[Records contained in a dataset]

|---|

mod args;

use args::Args;
use jump_vision::locate::crop_regions;
use jump_vision::{JumpDetector, LocateResult, LocatorConfig};
use std::process::ExitCode;

fn main() -> ExitCode {
    let Some(args) = Args::parse() else {
        return ExitCode::SUCCESS;
    };

    let default_filter = if args.debug_mode { "debug" } else { "info" };
    env_logger::Builder::from_env(env_logger::Env::default().default_filter_or(default_filter))
        .init();

    match run(&args) {
        Ok(()) => ExitCode::SUCCESS,
        Err(e) => {
            eprintln!("❌ {e}");
            ExitCode::FAILURE
        }
    }
}

fn run(args: &Args) -> LocateResult<()> {
    let screenshot = image::open(&args.screen)?.to_rgb8();
    let template = image::open(&args.avatar)?.to_luma8();

    let mut config = LocatorConfig::default();
    if let Some(path) = &args.edges_path {
        config = config.with_debug_edges(path);
    }

    let detector = JumpDetector::new(config, template)?;
    let result = detector.analyze_columns(&screenshot, args.left, args.right)?;

    if let Some(dir) = &args.crop_dir {
        let crops = crop_regions(&screenshot, args.left, args.right)?;
        crops.save(&dir.join("score.png"), &dir.join("platform.png"))?;
    }

    if args.json {
        match serde_json::to_string_pretty(&result) {
            Ok(text) => println!("{text}"),
            Err(e) => log::error!("Failed to serialize result: {e}"),
        }
        return Ok(());
    }

    match &result.avatar {
        Some(avatar) => println!(
            "🧍 Avatar: anchor ({}, {}) box ({}, {})-({}, {})",
            avatar.anchor.row,
            avatar.anchor.col,
            avatar.top_left.0,
            avatar.top_left.1,
            avatar.bottom_right.0,
            avatar.bottom_right.1
        ),
        None => println!("❌ Avatar not found"),
    }
    if result.has_platform() {
        println!(
            "🟫 Platform: anchor ({}, {})",
            result.platform.row, result.platform.col
        );
    } else {
        println!("❌ Platform not found");
    }
    println!("⏱️ {}ms", result.processing_time_ms);

    Ok(())
}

|---|

→ ACTIVITY
Please copy out the preceding data in full, exactly as written.

→ PROBLEM SOLUTION
mod args;

use args::Args;
use jump_vision::locate::crop_regions;
use jump_vision::{JumpDetector, LocateResult, LocatorConfig};
use std::process::ExitCode;

fn main() -> ExitCode {
    let Some(args) = Args::parse() else {
        return ExitCode::SUCCESS;
    };

    let default_filter = if args.debug_mode { "debug" } else { "info" };
    env_logger::Builder::from_env(env_logger::Env::default().default_filter_or(default_filter))
        .init();

    match run(&args) {
        Ok(()) => ExitCode::SUCCESS,
        Err(e) => {
            eprintln!("❌ {e}");
            ExitCode::FAILURE
        }
    }
}

fn run(args: &Args) -> LocateResult<()> {
    let screenshot = image::open(&args.screen)?.to_rgb8();
    let template = image::open(&args.avatar)?.to_luma8();

    let mut config = LocatorConfig::default();
    if let Some(path) = &args.edges_path {
        config = config.with_debug_edges(path);
    }

    let detector = JumpDetector::new(config, template)?;
    let result = detector.analyze_columns(&screenshot, args.left, args.right)?;

    if let Some(dir) = &args.crop_dir {
        let crops = crop_regions(&screenshot, args.left, args.right)?;
        crops.save(&dir.join("score.png"), &dir.join("platform.png"))?;
    }

    if args.json {
        match serde_json::to_string_pretty(&result) {
            Ok(text) => println!("{text}"),
            Err(e) => log::error!("Failed to serialize result: {e}"),
        }
        return Ok(());
    }

    match &result.avatar {
        Some(avatar) => println!(
            "🧍 Avatar: anchor ({}, {}) box ({}, {})-({}, {})",
            avatar.anchor.row,
            avatar.anchor.col,
            avatar.top_left.0,
            avatar.top_left.1,
            avatar.bottom_right.0,
            avatar.bottom_right.1
        ),
        None => println!("❌ Avatar not found"),
    }
    if result.has_platform() {
        println!(
            "🟫 Platform: anchor ({}, {})",
            result.platform.row, result.platform.col
        );
    } else {
        println!("❌ Platform not found");
    }
    println!("⏱️ {}ms", result.processing_time_ms);

    Ok(())
}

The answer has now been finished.